February 22, 2010

EIE President Donna Rice Hughes talks Chat Roulette with WUSA9
 

Taking a Gamble with Chat Roulette
 
 
 
VIENNA, Va. (WUSA) -- The latest craze in cyberspace is something called chat roulette.
It was created by a 17-year-old high school student from Russia. He said he built the site as a game and is not pleased at how some people are using it.
Chat rooms allow you to talk to anyone anywhere in the world, and with chatroulette.com you can see them and their world.  Some are saying the online fad is just another venue for sex and porn.
Within 5 seconds you can see who you're randomly chatting with anywhere across the globe. 
 
9NEWS NOW's Surae Chinn spent a few minutes on the website. 
Someone asks, "Would you like to come to Paris?"
She came virtually face to face with strangers in France, South Africa, the UK and Maryland in 10 minutes.
All sorts of images popped up including a man holding a Ziploc bag with a leafy green substance, and men and women engaged in various sex acts.  The group from Paris held up signs saying they liked nudity.   Another man flipped off the camera.

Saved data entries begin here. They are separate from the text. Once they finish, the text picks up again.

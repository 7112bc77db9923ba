//! Scalar and vector helpers for influence forces.
//!
//! Everything here is pure. Distances go through [`safe_distance`] so a
//! particle sitting exactly on a source never divides by zero.

use glam::DVec2;
use serde::{Deserialize, Serialize};

/// Floor applied to distances before normalization.
pub const DISTANCE_EPSILON: f64 = 1e-6;

/// `max(|d|, ε)`.
pub fn safe_distance(d: DVec2) -> f64 {
    d.length().max(DISTANCE_EPSILON)
}

/// `d / max(|d|, ε)`: unit direction, or the zero vector when `d` is zero.
pub fn direction(d: DVec2) -> DVec2 {
    d / safe_distance(d)
}

/// Shape of the force curve between a source (1.0) and its radius (0.0).
#[derive(Debug, Clone, Copy, Default, PartialEq, Eq, Serialize, Deserialize)]
#[serde(rename_all = "snake_case")]
pub enum Falloff {
    /// `(1 - r)^2`
    #[default]
    Quadratic,
    /// `1 - r`
    Linear,
    /// `1 - smoothstep(r)`
    Smoothstep,
}

impl Falloff {
    pub const NAMES: &'static [&'static str] = &["quadratic", "linear", "smoothstep"];

    pub fn from_name(name: &str) -> Option<Self> {
        match name {
            "quadratic" => Some(Falloff::Quadratic),
            "linear" => Some(Falloff::Linear),
            "smoothstep" => Some(Falloff::Smoothstep),
            _ => None,
        }
    }

    pub fn name(self) -> &'static str {
        match self {
            Falloff::Quadratic => "quadratic",
            Falloff::Linear => "linear",
            Falloff::Smoothstep => "smoothstep",
        }
    }

    /// Falloff weight in [0, 1] for `dist` against `radius`.
    ///
    /// Exactly zero at and beyond the radius (hard cutoff), and for a
    /// non-positive radius.
    pub fn weight(self, dist: f64, radius: f64) -> f64 {
        if radius <= 0.0 || dist.is_nan() || dist >= radius {
            return 0.0;
        }
        let r = (dist / radius).max(0.0);
        match self {
            Falloff::Quadratic => (1.0 - r) * (1.0 - r),
            Falloff::Linear => 1.0 - r,
            Falloff::Smoothstep => 1.0 - r * r * (3.0 - 2.0 * r),
        }
    }
}

/// Repulsive force on a particle at `particle` from a source at `source`.
///
/// `strength * falloff * weight`, directed from the source toward the
/// particle. Zero outside `radius`.
pub fn repulsion(
    particle: DVec2,
    source: DVec2,
    weight: f64,
    radius: f64,
    strength: f64,
    falloff: Falloff,
) -> DVec2 {
    let d = particle - source;
    let dist = safe_distance(d);
    let f = falloff.weight(dist, radius);
    if f == 0.0 {
        return DVec2::ZERO;
    }
    direction(d) * (strength * f * weight)
}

You roll the dice and you never know what's going to come up next and some say that's the appeal.
Donna Rice Hughes, President of the internet safety organization Enough is Enough, launched the program Internet Safety 101® to warn and educate parents about cyber dangers.

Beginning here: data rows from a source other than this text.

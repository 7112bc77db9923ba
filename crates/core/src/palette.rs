//! Small fixed color palettes cycled by particle index.
//!
//! Lattice particles take `palette.cycle(i)` for their i-th slot, so a
//! palette of n colors repeats every n particles in row-major order.

use crate::color::Srgb;
use crate::error::FieldError;

/// Names accepted by [`Palette::from_name`].
const PALETTE_NAMES: &[&str] = &["dusk", "ember", "aurora", "mono"];

/// An ordered, non-empty list of colors.
#[derive(Debug, Clone, PartialEq)]
pub struct Palette {
    colors: Vec<Srgb>,
}

impl Palette {
    /// Creates a palette from a vector of colors. Requires at least one color.
    pub fn new(colors: Vec<Srgb>) -> Result<Self, FieldError> {
        if colors.is_empty() {
            return Err(FieldError::InvalidPalette(
                "palette requires at least 1 color".to_string(),
            ));
        }
        Ok(Self { colors })
    }

    /// Creates a palette by parsing hex color strings.
    pub fn from_hex(hexes: &[&str]) -> Result<Self, FieldError> {
        let colors = hexes
            .iter()
            .map(|h| Srgb::from_hex(h))
            .collect::<Result<Vec<_>, _>>()?;
        Self::new(colors)
    }

    /// Looks up a built-in palette by name.
    pub fn from_name(name: &str) -> Result<Self, FieldError> {
        match name {
            "dusk" => Ok(Self::dusk()),
            "ember" => Ok(Self::ember()),
            "aurora" => Ok(Self::aurora()),
            "mono" => Ok(Self::mono()),
            other => Err(FieldError::InvalidPalette(format!(
                "unknown palette '{other}', expected one of: {}",
                PALETTE_NAMES.join(", ")
            ))),
        }
    }

    /// Names of all built-in palettes.
    pub fn list_names() -> &'static [&'static str] {
        PALETTE_NAMES
    }

    pub fn len(&self) -> usize {
        self.colors.len()
    }

    /// Always false for a constructed palette.
    pub fn is_empty(&self) -> bool {
        self.colors.is_empty()
    }

    pub fn colors(&self) -> &[Srgb] {
        &self.colors
    }

    /// Color for slot `index`, wrapping around the palette.
    pub fn cycle(&self, index: usize) -> Srgb {
        self.colors[index % self.colors.len()]
    }

    // -- Built-in palettes --

    /// Muted slate and indigo points, the default for the background grid.
    pub fn dusk() -> Self {
        Self::from_hex(&["#3b4a6b", "#55608f", "#6f6aa8", "#8a86c2"])
            .expect("dusk palette hex values are valid")
    }

    /// Warm oranges and golds.
    pub fn ember() -> Self {
        Self::from_hex(&["#ff6b35", "#f7931e", "#ffd166", "#ef476f"])
            .expect("ember palette hex values are valid")
    }

    /// Greens and cyans.
    pub fn aurora() -> Self {
        Self::from_hex(&["#06d6a0", "#1b9aaa", "#4cc9f0", "#7bf1a8"])
            .expect("aurora palette hex values are valid")
    }

    /// Grays.
    pub fn mono() -> Self {
        Self::from_hex(&["#5a5a5a", "#7a7a7a", "#9a9a9a"])
            .expect("mono palette hex values are valid")
    }
}

impl Default for Palette {
    fn default() -> Self {
        Self::dusk()
    }
}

She says, "There's nothing wrong with chat roulette. Will it be used by predators and pornographers, certainly.  It's video chat with social networking with Vegas roulette and speed dating. It's all really fast and very addictive." 
Chat roulette is so new it has no safe guards. You can't set your profile to private.
The website says you're suppose to be 16 or older but the restrictions are not enforceable.
Rice Hughes says learn to be a good cyber parent. Restrict webcams to only family and also friends who are approved. Parents can easily turn on filters for chat rooms.